AI summary
AI memiliki potensi besar dalam transformasi cara perang dilakukan. Reliabilitas dan kecepatan adalah kunci dalam pengembangan sistem pertahanan masa depan. Perang di masa depan mungkin lebih banyak melibatkan teknologi otomatis daripada pertempuran langsung. AI teknologi sedang merevolusi bidang pertahanan dengan memperkenalkan sistem otonom yang murah dan efektif dalam menghadapi ancaman asimetris. Para ahli dan perusahaan seperti Shield AI dan Blue Water Autonomy berupaya mengembangkan platform yang andal dan dapat beroperasi dalam kondisi kritis. Penerapan AI di medan tempur bertujuan untuk mengurangi risiko bagi personel dan meningkatkan efektivitas operasi militer.Konflik saat ini menyoroti kebutuhan untuk armada hibrida yang terdiri dari kapal berawak dan tanpa awak untuk mengatasi ancaman seperti blokade Selat Hormuz. Harga minyak dan helium yang melonjak memberi dampak pada produksi teknologi kunci seperti semikonduktor dan bahan kimia. Dengan demikian, dominasi di bidang AI juga sangat tergantung pada kemampuan manufaktur dan produksi massal yang dapat diandalkan.Para pakar memperkirakan bahwa dalam 5-10 tahun kedepan, sebagian besar anggaran pertahanan akan dialokasikan untuk pengembangan software dan drone. Meski AI berjalan dengan kecepatan mesin, keputusan yang melibatkan kekuatan mematikan harus tetap dikontrol manusia demi akuntabilitas dan kepercayaan publik. Masa depan perang kemungkinan besar akan ditentukan bukan hanya di medan tempur, melainkan juga di pabrik-pabrik tempat AI diproduksi.
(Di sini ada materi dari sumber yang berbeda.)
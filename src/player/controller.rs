use std::collections::HashSet;
use std::time::Duration;

use tracing::{debug, error, info, warn};

use crate::audio::{AudioSink, SinkEvent, SinkFactory};
use crate::backend::LikeStore;
use crate::catalog::Track;
use crate::session::Identity;

use super::state::{PlaybackSession, TransportState, clamp_volume};

/// Single owner of "what is currently audible".
///
/// All transport changes go through here; the sink is never touched by
/// anyone else. Sink events come back in through [`pump`](Self::pump).
pub struct PlayerController<F: SinkFactory, L: LikeStore> {
    factory: F,
    likes: L,
    sink: Option<F::Sink>,
    state: PlaybackSession,
    identity: Option<Identity>,
    liked: HashSet<String>,
    last_error: Option<String>,
}

impl<F: SinkFactory, L: LikeStore> PlayerController<F, L> {
    pub fn new(factory: F, likes: L, volume: f32) -> Self {
        Self {
            factory,
            likes,
            sink: None,
            state: PlaybackSession {
                volume: clamp_volume(volume),
                ..PlaybackSession::default()
            },
            identity: None,
            liked: HashSet::new(),
            last_error: None,
        }
    }

    pub fn state(&self) -> &PlaybackSession {
        &self.state
    }

    pub fn transport(&self) -> TransportState {
        self.state.transport()
    }

    pub fn current_track(&self) -> Option<&Track> {
        self.state.current.as_ref()
    }

    pub fn is_current_track_liked(&self) -> bool {
        self.state
            .current
            .as_ref()
            .is_some_and(|t| self.liked.contains(&t.id))
    }

    pub fn liked(&self) -> &HashSet<String> {
        &self.liked
    }

    /// Most recent load/backend failure, for display.
    pub fn last_error(&self) -> Option<&str> {
        self.last_error.as_deref()
    }

    pub fn clear_error(&mut self) {
        self.last_error = None;
    }

    /// Play `track`, with `queue` as the next/previous context.
    ///
    /// A missing or empty queue plays the track on its own.
    pub fn play_track(&mut self, track: Track, queue: Option<Vec<Track>>) {
        let queue = match queue {
            Some(q) if !q.is_empty() => q,
            _ => vec![track.clone()],
        };
        self.state.index = queue.iter().position(|t| t.id == track.id).unwrap_or(0);
        self.state.queue = queue;
        self.start(track);
    }

    pub fn toggle_play(&mut self) {
        if self.state.current.is_none() {
            return;
        }

        // A track whose load failed has no sink; pressing play retries it.
        if self.sink.is_none() {
            if !self.state.playing {
                self.state.playing = true;
                self.load_current();
            }
            return;
        }

        self.state.playing = !self.state.playing;
        if let Some(sink) = self.sink.as_mut() {
            if self.state.playing {
                sink.play();
            } else {
                sink.pause();
            }
        }
        debug!(playing = self.state.playing, "toggled playback");
    }

    pub fn play_next(&mut self) {
        let len = self.state.queue.len();
        if len == 0 {
            return;
        }
        self.jump_to((self.state.index + 1) % len);
    }

    pub fn play_prev(&mut self) {
        let len = self.state.queue.len();
        if len == 0 {
            return;
        }
        self.jump_to((self.state.index + len - 1) % len);
    }

    /// Move the playback position. Track, queue and transport stay as they are.
    pub fn seek(&mut self, position: Duration) {
        if self.state.current.is_none() {
            return;
        }
        let position = self.state.clamp_position(position);
        if let Some(sink) = self.sink.as_mut() {
            if let Err(e) = sink.seek(position) {
                warn!(error = %e, "seek failed");
                self.last_error = Some(e.to_string());
            }
        }
        self.state.position = position;
    }

    /// Seek relative to the current position, saturating at zero.
    pub fn seek_by(&mut self, delta_secs: i64) {
        let cur = self.state.position;
        let step = Duration::from_secs(delta_secs.unsigned_abs());
        let target = if delta_secs < 0 {
            cur.saturating_sub(step)
        } else {
            cur.saturating_add(step)
        };
        self.seek(target);
    }

    pub fn change_volume(&mut self, level: f32) {
        let volume = clamp_volume(level);
        if let Some(sink) = self.sink.as_mut() {
            sink.set_volume(volume);
        }
        self.state.volume = volume;
    }

    /// Like or unlike the current track.
    ///
    /// Local membership flips first; if the backend call then fails the
    /// flip is rolled back.
    pub fn toggle_like(&mut self) {
        let (Some(track), Some(identity)) = (self.state.current.as_ref(), self.identity.as_ref())
        else {
            return;
        };
        let track_id = track.id.clone();
        let user_id = identity.user_id.clone();

        let result = if self.liked.remove(&track_id) {
            self.likes
                .unlike(&user_id, &track_id)
                .inspect_err(|_| {
                    self.liked.insert(track_id.clone());
                })
        } else {
            self.liked.insert(track_id.clone());
            self.likes
                .like(&user_id, &track_id)
                .inspect_err(|_| {
                    self.liked.remove(&track_id);
                })
        };

        if let Err(e) = result {
            error!(error = %e, track_id = %track_id, "like toggle failed");
            self.last_error = Some(format!("like failed: {e}"));
        }
    }

    /// Follow an identity change: reload liked songs for the new user,
    /// or forget them on sign-out.
    pub fn set_identity(&mut self, identity: Option<Identity>) {
        let same = match (&self.identity, &identity) {
            (Some(a), Some(b)) => a.user_id == b.user_id,
            (None, None) => true,
            _ => false,
        };
        if same {
            return;
        }

        self.liked.clear();
        self.identity = identity;

        let Some(user_id) = self.identity.as_ref().map(|i| i.user_id.clone()) else {
            return;
        };
        match self.likes.liked_track_ids(&user_id) {
            Ok(ids) => {
                info!(user_id = %user_id, count = ids.len(), "liked songs loaded");
                self.liked.extend(ids);
            }
            Err(e) => {
                warn!(error = %e, "failed to load liked songs");
                self.last_error = Some(format!("could not load likes: {e}"));
            }
        }
    }

    /// Drain the sink's events and apply them.
    ///
    /// Returns `true` if anything changed.
    pub fn pump(&mut self) -> bool {
        let Some(sink) = self.sink.as_mut() else {
            return false;
        };
        let events = sink.poll_events();
        let changed = !events.is_empty();
        for event in events {
            let switches_track = matches!(event, SinkEvent::Ended);
            self.handle_sink_event(event);
            // Anything after an end event belongs to the sink we just dropped.
            if switches_track {
                break;
            }
        }
        changed
    }

    pub fn handle_sink_event(&mut self, event: SinkEvent) {
        match event {
            SinkEvent::TimeUpdate(pos) => {
                self.state.position = self.state.clamp_position(pos);
            }
            SinkEvent::LoadedMetadata(duration) => {
                self.state.duration = duration;
                self.state.position = self.state.clamp_position(self.state.position);
            }
            SinkEvent::Ended => {
                debug!("track ended, advancing");
                self.play_next();
            }
            SinkEvent::Error(e) => {
                error!(error = %e, "media failed to load");
                self.sink = None;
                self.state.playing = false;
                self.last_error = Some(e.to_string());
            }
        }
    }

    fn jump_to(&mut self, index: usize) {
        let track = self.state.queue[index].clone();
        self.state.index = index;
        self.start(track);
    }

    fn start(&mut self, track: Track) {
        info!(track_id = %track.id, title = %track.title, "playing");
        self.state.current = Some(track);
        self.state.position = Duration::ZERO;
        self.state.duration = None;
        self.state.playing = true;
        self.last_error = None;
        self.load_current();
    }

    /// Replace the sink with a fresh one for the current track.
    fn load_current(&mut self) {
        // The old sink goes first so two tracks never overlap.
        self.sink = None;

        let Some(track) = self.state.current.as_ref() else {
            return;
        };
        match self.factory.open(&track.media_url, self.state.volume) {
            Ok(mut sink) => {
                if self.state.playing {
                    sink.play();
                }
                self.sink = Some(sink);
            }
            Err(e) => {
                error!(error = %e, url = %track.media_url, "could not open sink");
                self.state.playing = false;
                self.last_error = Some(e.to_string());
            }
        }
    }
}
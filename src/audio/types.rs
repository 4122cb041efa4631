//! Sink traits, events and errors shared by the player and the backends.

use std::time::Duration;

use thiserror::Error;

#[derive(Error, Debug, Clone, PartialEq, Eq)]
pub enum SinkError {
    #[error("no audio output device: {0}")]
    NoOutputDevice(String),
    #[error("failed to fetch media: {0}")]
    Fetch(String),
    #[error("failed to decode media: {0}")]
    Decode(String),
    #[error("seek failed: {0}")]
    Seek(String),
}

/// Things a sink reports about its own playback.
#[derive(Debug, Clone, PartialEq, Eq)]
pub enum SinkEvent {
    /// Playback position moved.
    TimeUpdate(Duration),
    /// Media decoded; total length if the container knows it.
    LoadedMetadata(Option<Duration>),
    /// The media played to its end.
    Ended,
    /// Loading or decoding failed; the sink will not play.
    Error(SinkError),
}

/// One track's worth of audio output.
pub trait AudioSink {
    fn play(&mut self);
    fn pause(&mut self);
    fn seek(&mut self, position: Duration) -> Result<(), SinkError>;
    fn set_volume(&mut self, volume: f32);
    /// Events produced since the last call, oldest first.
    fn poll_events(&mut self) -> Vec<SinkEvent>;
}

/// Opens a fresh sink per track.
pub trait SinkFactory {
    type Sink: AudioSink;

    /// Open a paused sink for `url` at `volume`. Loading may continue in the
    /// background; its outcome arrives as `LoadedMetadata` or `Error`.
    fn open(&mut self, url: &str, volume: f32) -> Result<Self::Sink, SinkError>;
}
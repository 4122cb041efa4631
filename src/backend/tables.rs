use serde::{Deserialize, Serialize};
use tracing::debug;

use crate::catalog::{Album, Artist, LikedTrackRow, Profile, Track};

use super::LikeStore;
use super::client::{BackendClient, eq, ilike_contains};
use super::error::Result;

/// Track columns plus the artist and album joins the player needs.
pub(super) const TRACK_SELECT: &str = "*,artists(id,name),albums(id,title,cover_art_url)";

/// Search terms shorter than this return nothing without hitting the backend.
pub const MIN_SEARCH_LEN: usize = 2;
const SEARCH_LIMIT: usize = 10;
/// Artist and profile matches are a side panel; fewer of them.
const SEARCH_PEOPLE_LIMIT: usize = 5;

/// Everything one search term matched.
#[derive(Debug, Clone, Default)]
pub struct SearchResults {
    pub tracks: Vec<Track>,
    pub artists: Vec<Artist>,
    pub profiles: Vec<Profile>,
}

/// An artist with their albums and tracks.
#[derive(Debug, Clone)]
pub struct ArtistPage {
    pub artist: Artist,
    pub albums: Vec<Album>,
    pub tracks: Vec<Track>,
}

#[derive(Serialize)]
struct LikedSongRow<'a> {
    user_id: &'a str,
    track_id: &'a str,
}

#[derive(Deserialize)]
struct LikedSongId {
    track_id: String,
}

#[derive(Serialize, Default)]
struct ProfileImagePatch<'a> {
    #[serde(skip_serializing_if = "Option::is_none")]
    avatar_url: Option<&'a str>,
    #[serde(skip_serializing_if = "Option::is_none")]
    banner_url: Option<&'a str>,
}

fn long_enough(term: &str) -> bool {
    term.trim().chars().count() >= MIN_SEARCH_LEN
}

impl BackendClient {
    /// Every track, newest releases first.
    pub fn fetch_tracks(&self) -> Result<Vec<Track>> {
        self.select(
            "tracks",
            &[
                ("select", TRACK_SELECT.to_string()),
                ("order", "created_at.desc".to_string()),
            ],
        )
    }

    /// Tracks whose title contains `term`, case-insensitively.
    pub fn search_tracks(&self, term: &str) -> Result<Vec<Track>> {
        if !long_enough(term) {
            return Ok(Vec::new());
        }
        self.select(
            "tracks",
            &[
                ("select", TRACK_SELECT.to_string()),
                ("title", ilike_contains(term)),
                ("limit", SEARCH_LIMIT.to_string()),
            ],
        )
    }

    pub fn search_artists(&self, term: &str) -> Result<Vec<Artist>> {
        if !long_enough(term) {
            return Ok(Vec::new());
        }
        self.select(
            "artists",
            &[
                ("select", "*".to_string()),
                ("name", ilike_contains(term)),
                ("limit", SEARCH_PEOPLE_LIMIT.to_string()),
            ],
        )
    }

    pub fn search_profiles(&self, term: &str) -> Result<Vec<Profile>> {
        if !long_enough(term) {
            return Ok(Vec::new());
        }
        self.select(
            "profiles",
            &[
                ("select", "*".to_string()),
                ("username", ilike_contains(term)),
                ("limit", SEARCH_PEOPLE_LIMIT.to_string()),
            ],
        )
    }

    /// Tracks, artists and users matching `term`.
    pub fn search(&self, term: &str) -> Result<SearchResults> {
        Ok(SearchResults {
            tracks: self.search_tracks(term)?,
            artists: self.search_artists(term)?,
            profiles: self.search_profiles(term)?,
        })
    }

    /// The artist row plus their albums and tracks; `None` if no such artist.
    pub fn fetch_artist_page(&self, artist_id: &str) -> Result<Option<ArtistPage>> {
        let mut artists: Vec<Artist> = self.select(
            "artists",
            &[("select", "*".to_string()), ("id", eq(artist_id))],
        )?;
        let Some(artist) = artists.pop() else {
            return Ok(None);
        };
        let albums = self.select(
            "albums",
            &[
                ("select", "*,artists(id,name)".to_string()),
                ("artist_id", eq(artist_id)),
            ],
        )?;
        let tracks = self.select(
            "tracks",
            &[
                ("select", TRACK_SELECT.to_string()),
                ("artist_id", eq(artist_id)),
            ],
        )?;
        debug!(artist_id, "artist page loaded");
        Ok(Some(ArtistPage {
            artist,
            albums,
            tracks,
        }))
    }

    pub fn fetch_album_tracks(&self, album_id: &str) -> Result<Vec<Track>> {
        self.select(
            "tracks",
            &[
                ("select", TRACK_SELECT.to_string()),
                ("album_id", eq(album_id)),
            ],
        )
    }

    /// The full tracks `user_id` has liked.
    pub fn fetch_liked_tracks(&self, user_id: &str) -> Result<Vec<Track>> {
        let rows: Vec<LikedTrackRow> = self.select(
            "liked_songs",
            &[
                ("select", format!("tracks({TRACK_SELECT})")),
                ("user_id", eq(user_id)),
            ],
        )?;
        Ok(rows.into_iter().filter_map(|r| r.track).collect())
    }

    pub fn fetch_profile(&self, user_id: &str) -> Result<Option<Profile>> {
        let mut rows: Vec<Profile> = self.select(
            "profiles",
            &[("select", "*".to_string()), ("id", eq(user_id))],
        )?;
        Ok(rows.pop())
    }

    pub fn update_profile_avatar(&self, user_id: &str, avatar_url: &str) -> Result<()> {
        self.update(
            "profiles",
            &[("id", eq(user_id))],
            &ProfileImagePatch {
                avatar_url: Some(avatar_url),
                ..ProfileImagePatch::default()
            },
        )
    }

    pub fn update_profile_banner(&self, user_id: &str, banner_url: &str) -> Result<()> {
        self.update(
            "profiles",
            &[("id", eq(user_id))],
            &ProfileImagePatch {
                banner_url: Some(banner_url),
                ..ProfileImagePatch::default()
            },
        )
    }
}

impl LikeStore for BackendClient {
    fn liked_track_ids(&self, user_id: &str) -> Result<Vec<String>> {
        let rows: Vec<LikedSongId> = self.select(
            "liked_songs",
            &[("select", "track_id".to_string()), ("user_id", eq(user_id))],
        )?;
        debug!(user_id, count = rows.len(), "loaded liked songs");
        Ok(rows.into_iter().map(|r| r.track_id).collect())
    }

    fn like(&self, user_id: &str, track_id: &str) -> Result<()> {
        self.insert("liked_songs", &LikedSongRow { user_id, track_id })
    }

    fn unlike(&self, user_id: &str, track_id: &str) -> Result<()> {
        self.delete(
            "liked_songs",
            &[("user_id", eq(user_id)), ("track_id", eq(track_id))],
        )
    }
}
//! Playback controller: current track, queue, transport, volume and likes.
//!
//! States are Idle (nothing loaded), Playing and Paused. `play_track` leaves
//! Idle; `toggle_play` flips between Playing and Paused; next/previous and
//! end-of-track keep Playing. There is no way back to Idle.

mod controller;
mod state;

pub use controller::PlayerController;
pub use state::{PlaybackSession, TransportState, clamp_volume};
Penggabungan AI ke dalam aplikasi militer memang menawarkan efisiensi dan kemampuan tempur yang belum pernah ada sebelumnya, tetapi ketergantungan pada teknologi ini juga memperbesar risiko kegagalan sistem dan eskalasi konflik yang sulit dikendalikan. Oleh karena itu, penting untuk mengembangkan regulasi ketat serta memperkuat peran manusia dalam pengambilan keputusan kritis agar teknologi tetap terkendali dan bertanggung jawab.